Liu: Yes. But that has already been done for many years by breeding, without any need for genome editing. Natural mutations in MSTN (the gene encodes myostatin) and other genes naturally lead to animals that have more muscles. Genome editing just provides us with a faster way to install some of the changes that nature has already revealed.
Before genome editing, we had already practiced selective breeding, which is a primitive but effective way to manipulate the genome of animals and plants, for thousands of years. I hope that the public appreciates that the purposeful manipulation of genes is not new to genome editing. Humans have been manipulating genomes through selective breeding for thousands of years. Genome editing simply provides us with more efficient and precise ways to modify genomes.
NSR: How can these messages get transferred to the public?
Liu: Certainly, scientists can and should take opportunities to directly engage the public. But I think we also need the government to organize mechanisms to make sure that the most important information around these major developments is in the minds of the public. Not only do scientists have a responsibility, but the entire citizenry, including the government, has a responsibility to make informed and thoughtful decisions about these important issues.
[Clinical trails] must be developed very carefully, with the full engagement of scientists, ethicists, and regulatory communities around the world.
—David R. Liu
There is a natural and very productive partnership between genome editing and enzyme evolution.
—David R. Liu
NSR: What are your current research interests?
Liu: Our group integrates chemistry and evolution to study biology, and to enable new kinds of medicines. We actively research three areas. Our first area has developed and uses DNA-templated synthesis to discover synthetic small molecules and synthetic polymers that have interesting biological properties. Our second area has developed and uses protein evolution, including phage-assisted continuous evolution, or PACE, to evolve proteins that have properties of interest to researchers. And of course, base editing and genome editing is our third area.
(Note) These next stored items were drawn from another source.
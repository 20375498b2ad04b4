use std::collections::{HashSet, VecDeque};
use std::path::PathBuf;

use crate::analyzer::UploadResponse;
use crate::audio::AudioEvent;
use crate::camera::{PermissionStatus, Point};

/// One AI-generated reply for a backend thread.
#[derive(Debug, Clone, PartialEq)]
pub struct AiMessage {
    pub id: String,
    /// Server timestamp; integral seconds in practice, fractional values accepted
    pub created_at: f64,
    pub thread_id: String,
    pub audio_url: String,
    pub text: String,
}

/// Everything that belongs to one photo, from capture to the last reply.
#[derive(Debug, Clone, Default, PartialEq)]
pub struct Session {
    pub image_path: Option<PathBuf>,
    pub analyzing: bool,
    pub thread_id: Option<String>,
    pub result: Option<String>,
    pub texts_found: String,
    /// Undelivered messages, ascending by `created_at`. The head is the active one.
    pub queue: VecDeque<AiMessage>,
    pub processed_ids: HashSet<String>,
}

impl Session {
    pub fn active_message(&self) -> Option<&AiMessage> {
        self.queue.front()
    }
}

/// Controller state. Lives on the event-loop thread only.
#[derive(Debug, Clone, Default, PartialEq)]
pub struct AppState {
    pub session: Session,
    pub permission: PermissionStatus,
    /// Bumped on every capture and reset; async completions from older epochs are dropped.
    pub epoch: u64,
    pub focus_spot: Option<Point>,
    pub last_error: Option<String>,
}

/// Mutually exclusive screens, listed in resolution priority.
#[derive(Debug, Clone, Copy, PartialEq, Eq)]
pub enum Screen {
    Result,
    Analyzing,
    Captured,
    Camera,
    Permission,
}

impl Screen {
    /// First match wins.
    pub fn resolve(state: &AppState) -> Screen {
        let session = &state.session;
        if session.result.is_some() {
            Screen::Result
        } else if session.image_path.is_some() && session.analyzing {
            Screen::Analyzing
        } else if session.image_path.is_some() {
            Screen::Captured
        } else if state.permission != PermissionStatus::Unknown {
            Screen::Camera
        } else {
            Screen::Permission
        }
    }
}

/// Everything that reaches the event loop.
#[derive(Debug, Clone, PartialEq)]
pub enum Event {
    // User input
    RequestPermission,
    TakePhoto,
    Focus(Point),
    Analyze,
    Reset,
    Quit,

    // Camera capability
    PermissionLoaded(PermissionStatus),
    PermissionResolved(PermissionStatus),
    PhotoCaptured(PathBuf),
    CaptureFailed(String),
    FocusApplied(Point),

    // Network, tagged with the epoch the request was issued under
    UploadComplete { epoch: u64, response: UploadResponse },
    UploadFailed { epoch: u64, error: String },
    MessagesFetched { epoch: u64, messages: Vec<AiMessage> },
    FetchFailed { epoch: u64, error: String },

    PollTick,
    Audio(AudioEvent),
}

/// Side effects requested by the reducer, executed by the controller.
#[derive(Debug, Clone, PartialEq)]
pub enum Effect {
    RequestPermission,
    OpenSettings,
    TakePhoto,
    Focus(Point),
    Upload { path: PathBuf, epoch: u64 },
    FetchMessages { thread_id: String, epoch: u64 },
    StartPolling,
    StopPolling,
    PlayAudio(String),
    StopAudio,
}

#[cfg(test)]
mod tests {
    use super::*;

    fn state(result: bool, image: bool, analyzing: bool, permission: PermissionStatus) -> AppState {
        AppState {
            session: Session {
                image_path: image.then(|| PathBuf::from("/tmp/photo.jpg")),
                analyzing,
                result: result.then(|| "text".to_string()),
                ..Session::default()
            },
            permission,
            ..AppState::default()
        }
    }

    #[test]
    fn screen_priority_covers_every_combination() {
        use PermissionStatus::*;
        for permission in [Unknown, Granted, Denied] {
            for image in [false, true] {
                for analyzing in [false, true] {
                    assert_eq!(
                        Screen::resolve(&state(true, image, analyzing, permission)),
                        Screen::Result
                    );
                    let expected = match (image, analyzing, permission) {
                        (true, true, _) => Screen::Analyzing,
                        (true, false, _) => Screen::Captured,
                        (false, _, Unknown) => Screen::Permission,
                        (false, _, _) => Screen::Camera,
                    };
                    assert_eq!(
                        Screen::resolve(&state(false, image, analyzing, permission)),
                        expected,
                        "image={image} analyzing={analyzing} permission={permission:?}"
                    );
                }
            }
        }
    }

    #[test]
    fn fresh_state_asks_for_permission() {
        assert_eq!(Screen::resolve(&AppState::default()), Screen::Permission);
    }
}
All of these research areas seek to enable new treatments for patients with variety of diseases, including some genetic diseases.
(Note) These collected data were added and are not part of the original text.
use std::path::PathBuf;
use std::sync::Arc;
use std::time::Duration;

use super::capture::{dispatch_capture, dispatch_focus, dispatch_permission_request};
use super::event_handler::handle_event;
use super::pipeline::{dispatch_fetch, dispatch_upload};
use super::polling::Poller;
use super::state::{AppState, Effect, Event, Screen};
use crate::analyzer::Backend;
use crate::audio::AudioPlayer;
use crate::camera::Camera;

/// Owns the session state and the capability providers; runs reducer effects.
pub struct Controller {
    state: AppState,
    camera: Arc<dyn Camera>,
    backend: Arc<dyn Backend>,
    audio: Arc<dyn AudioPlayer>,
    poller: Poller,
    sender: async_channel::Sender<Event>,
    settings_dir: PathBuf,
}

impl Controller {
    pub fn new(
        camera: Arc<dyn Camera>,
        backend: Arc<dyn Backend>,
        audio: Arc<dyn AudioPlayer>,
        poll_interval: Duration,
        sender: async_channel::Sender<Event>,
        settings_dir: PathBuf,
    ) -> Self {
        Self {
            state: AppState::default(),
            camera,
            backend,
            audio,
            poller: Poller::new(poll_interval),
            sender,
            settings_dir,
        }
    }

    pub fn state(&self) -> &AppState {
        &self.state
    }

    pub fn screen(&self) -> Screen {
        Screen::resolve(&self.state)
    }

    pub fn is_polling(&self) -> bool {
        self.poller.is_armed()
    }

    /// Read the cached platform permission once at start-up.
    pub fn load_permission(&mut self) {
        let status = self.camera.permission_status();
        self.dispatch(Event::PermissionLoaded(status));
    }

    pub fn dispatch(&mut self, event: Event) {
        for effect in handle_event(&mut self.state, event) {
            self.run_effect(effect);
        }
    }

    fn run_effect(&mut self, effect: Effect) {
        match effect {
            Effect::RequestPermission => dispatch_permission_request(&self.camera, &self.sender),
            Effect::OpenSettings => {
                let dir = self.settings_dir.clone();
                tokio::task::spawn_blocking(move || {
                    if let Err(e) = crate::settings::open_settings(&dir) {
                        log::warn!("Could not open settings: {e}");
                    }
                });
            }
            Effect::TakePhoto => dispatch_capture(&self.camera, &self.sender),
            Effect::Focus(point) => dispatch_focus(&self.camera, &self.sender, point),
            Effect::Upload { path, epoch } => {
                dispatch_upload(&self.backend, &self.sender, path, epoch)
            }
            Effect::FetchMessages { thread_id, epoch } => {
                dispatch_fetch(&self.backend, &self.sender, thread_id, epoch)
            }
            Effect::StartPolling => self.poller.arm(self.sender.clone()),
            Effect::StopPolling => self.poller.disarm(),
            Effect::PlayAudio(url) => self.audio.play_url(&url),
            Effect::StopAudio => self.audio.stop(),
        }
    }
}

#[cfg(test)]
mod tests {
    use std::collections::HashSet;
    use std::path::Path;
    use std::sync::atomic::{AtomicUsize, Ordering};
    use std::sync::Mutex;

    use async_trait::async_trait;

    use super::*;
    use crate::analyzer::{ApiError, UploadResponse};
    use crate::app::state::Session;
    use crate::app::AiMessage;
    use crate::audio::AudioEvent;
    use crate::camera::{PermissionStatus, PhotoOptions, Point};

    type BoxError = Box<dyn std::error::Error + Send + Sync>;

    struct FakeCamera;

    #[async_trait]
    impl Camera for FakeCamera {
        fn permission_status(&self) -> PermissionStatus {
            PermissionStatus::Granted
        }
        async fn request_permission(&self) -> PermissionStatus {
            PermissionStatus::Granted
        }
        async fn take_photo(&self, _options: PhotoOptions) -> Result<PathBuf, BoxError> {
            Ok(PathBuf::from("/tmp/photo.jpg"))
        }
        fn supports_focus(&self) -> bool {
            false
        }
        async fn focus(&self, _point: Point) -> Result<(), BoxError> {
            Ok(())
        }
    }

    #[derive(Default)]
    struct FakeBackend {
        upload_delay: Duration,
        upload_fails: bool,
        messages: Mutex<Vec<AiMessage>>,
        uploads: AtomicUsize,
        fetches: AtomicUsize,
    }

    #[async_trait]
    impl Backend for FakeBackend {
        async fn upload_image(&self, path: &Path) -> Result<UploadResponse, ApiError> {
            self.uploads.fetch_add(1, Ordering::SeqCst);
            if !self.upload_delay.is_zero() {
                tokio::time::sleep(self.upload_delay).await;
            }
            if self.upload_fails {
                return Err(ApiError::Io {
                    path: path.to_path_buf(),
                    source: std::io::Error::new(std::io::ErrorKind::ConnectionRefused, "refused"),
                });
            }
            Ok(UploadResponse {
                texts_found: Some("OPEN 9-5".into()),
                thread_id: Some("t1".into()),
            })
        }

        async fn fetch_messages(&self, _thread_id: &str) -> Result<Vec<AiMessage>, ApiError> {
            self.fetches.fetch_add(1, Ordering::SeqCst);
            Ok(self.messages.lock().unwrap().clone())
        }
    }

    #[derive(Default)]
    struct FakeAudio {
        played: Mutex<Vec<String>>,
        stops: AtomicUsize,
    }

    impl AudioPlayer for FakeAudio {
        fn play_url(&self, url: &str) {
            self.played.lock().unwrap().push(url.to_string());
        }
        fn stop(&self) {
            self.stops.fetch_add(1, Ordering::SeqCst);
        }
    }

    struct Harness {
        controller: Controller,
        receiver: async_channel::Receiver<Event>,
        backend: Arc<FakeBackend>,
        audio: Arc<FakeAudio>,
    }

    impl Harness {
        fn new(backend: FakeBackend) -> Self {
            let (sender, receiver) = async_channel::unbounded();
            let backend = Arc::new(backend);
            let audio = Arc::new(FakeAudio::default());
            let mut controller = Controller::new(
                Arc::new(FakeCamera),
                backend.clone(),
                audio.clone(),
                Duration::from_secs(5),
                sender,
                PathBuf::from("/tmp"),
            );
            controller.load_permission();
            Self {
                controller,
                receiver,
                backend,
                audio,
            }
        }

        /// Let spawned tasks run and feed their events back in.
        async fn settle(&mut self) {
            for _ in 0..8 {
                tokio::task::yield_now().await;
                while let Ok(event) = self.receiver.try_recv() {
                    self.controller.dispatch(event);
                }
            }
        }

        async fn wait(&mut self, secs: u64) {
            tokio::time::sleep(Duration::from_secs(secs)).await;
            self.settle().await;
        }

        async fn capture_and_analyze(&mut self) {
            self.controller.dispatch(Event::TakePhoto);
            self.settle().await;
            assert_eq!(self.controller.screen(), Screen::Captured);
            self.controller.dispatch(Event::Analyze);
        }

        fn fetches(&self) -> usize {
            self.backend.fetches.load(Ordering::SeqCst)
        }

        fn played(&self) -> Vec<String> {
            self.audio.played.lock().unwrap().clone()
        }
    }

    fn msg(id: &str, created_at: i64) -> AiMessage {
        AiMessage {
            id: id.into(),
            created_at: created_at as f64,
            thread_id: "t1".into(),
            audio_url: format!("https://cdn/{id}.mp3"),
            text: format!("reply {id}"),
        }
    }

    #[tokio::test(start_paused = true)]
    async fn capture_analyze_and_deliver_first_reply() {
        let backend = FakeBackend::default();
        backend.messages.lock().unwrap().push(msg("m1", 100));
        let mut h = Harness::new(backend);
        assert_eq!(h.controller.screen(), Screen::Camera);

        h.capture_and_analyze().await;
        assert_eq!(h.controller.screen(), Screen::Analyzing);
        assert!(h.controller.is_polling());
        h.settle().await;

        let state = h.controller.state();
        assert_eq!(h.controller.screen(), Screen::Result);
        assert_eq!(state.session.result.as_deref(), Some("reply m1"));
        assert_eq!(state.session.texts_found, "OPEN 9-5");
        assert_eq!(state.session.processed_ids, HashSet::from(["m1".to_string()]));
        assert_eq!(h.played(), vec!["https://cdn/m1.mp3".to_string()]);
        assert_eq!(h.fetches(), 1);
    }

    #[tokio::test(start_paused = true)]
    async fn repeated_message_is_played_once_across_polls() {
        let backend = FakeBackend::default();
        backend.messages.lock().unwrap().push(msg("m1", 100));
        let mut h = Harness::new(backend);
        h.capture_and_analyze().await;
        h.settle().await;

        h.wait(6).await;
        h.wait(5).await;
        assert_eq!(h.fetches(), 3);
        assert_eq!(h.played().len(), 1);
    }

    #[tokio::test(start_paused = true)]
    async fn playback_finish_chains_without_refetch() {
        let backend = FakeBackend::default();
        backend
            .messages
            .lock()
            .unwrap()
            .extend([msg("m2", 200), msg("m1", 100)]);
        let mut h = Harness::new(backend);
        h.capture_and_analyze().await;
        h.settle().await;
        assert_eq!(h.played(), vec!["https://cdn/m1.mp3".to_string()]);

        h.controller.dispatch(Event::Audio(AudioEvent::FinishedPlaying {
            url: "https://cdn/m1.mp3".into(),
        }));
        assert_eq!(h.fetches(), 1);
        assert_eq!(
            h.played(),
            vec!["https://cdn/m1.mp3".to_string(), "https://cdn/m2.mp3".to_string()]
        );
        assert_eq!(h.controller.state().session.result.as_deref(), Some("reply m2"));
    }

    #[tokio::test(start_paused = true)]
    async fn reset_mid_analysis_stops_polling() {
        let mut h = Harness::new(FakeBackend::default());
        h.capture_and_analyze().await;
        h.settle().await;
        h.wait(6).await;
        assert_eq!(h.fetches(), 2);

        h.controller.dispatch(Event::Reset);
        assert!(!h.controller.is_polling());
        assert_eq!(h.audio.stops.load(Ordering::SeqCst), 1);

        h.wait(30).await;
        assert_eq!(h.fetches(), 2);
        assert_eq!(h.controller.screen(), Screen::Camera);
    }

    #[tokio::test(start_paused = true)]
    async fn upload_landing_after_reset_is_ignored() {
        let mut h = Harness::new(FakeBackend {
            upload_delay: Duration::from_secs(3),
            ..FakeBackend::default()
        });
        h.capture_and_analyze().await;
        h.settle().await;
        h.controller.dispatch(Event::Reset);

        h.wait(10).await;
        assert_eq!(h.backend.uploads.load(Ordering::SeqCst), 1);
        assert_eq!(h.fetches(), 0);
        assert_eq!(h.controller.state().session, Session::default());
    }

    #[tokio::test(start_paused = true)]
    async fn failed_upload_allows_retry() {
        let mut h = Harness::new(FakeBackend {
            upload_fails: true,
            ..FakeBackend::default()
        });
        h.capture_and_analyze().await;
        h.settle().await;
        assert_eq!(h.controller.screen(), Screen::Captured);
        assert!(!h.controller.is_polling());
        assert!(h.controller.state().last_error.is_some());

        h.controller.dispatch(Event::Analyze);
        h.settle().await;
        assert_eq!(h.backend.uploads.load(Ordering::SeqCst), 2);
    }
}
NSR: The 2018 Nobel Prize was awarded to enzyme evolution. Is it related to your research, and how can it facilitate genome editing?
Liu: Our group integrates genome editing and protein evolution. We have used protein evolution to evolve new variants of TALEN proteins, CRISPR-Cas9 proteins and base editors that have new useful properties.
There is a natural and very productive partnership between genome editing and enzyme evolution. The genome editing proteins that occur in nature are not evolved to have the properties optimal for use by scientists and doctors. So in order to give naturally occurring proteins special properties that make them more useful for genome editing, we use protein engineering and protein evolution to generate more useful forms of these proteins.
NSR: Everybody believes that CRISPR will win a Nobel Prize in several years. So who are the significant people in this field and the possible candidates?
Liu: There are too many people who have made major contributions to this field and it is not useful to try to name them all in a short interview.
But I certainly agree with the premise behind the question, in that because genome editing has had such a transformative impact on science and is starting to have an impact on society, it is deserving of a Nobel Prize one day. But I also hope that people appreciate that having prizes awarded or not awarded to certain scientific discoveries does not always mirror the importance of those discoveries.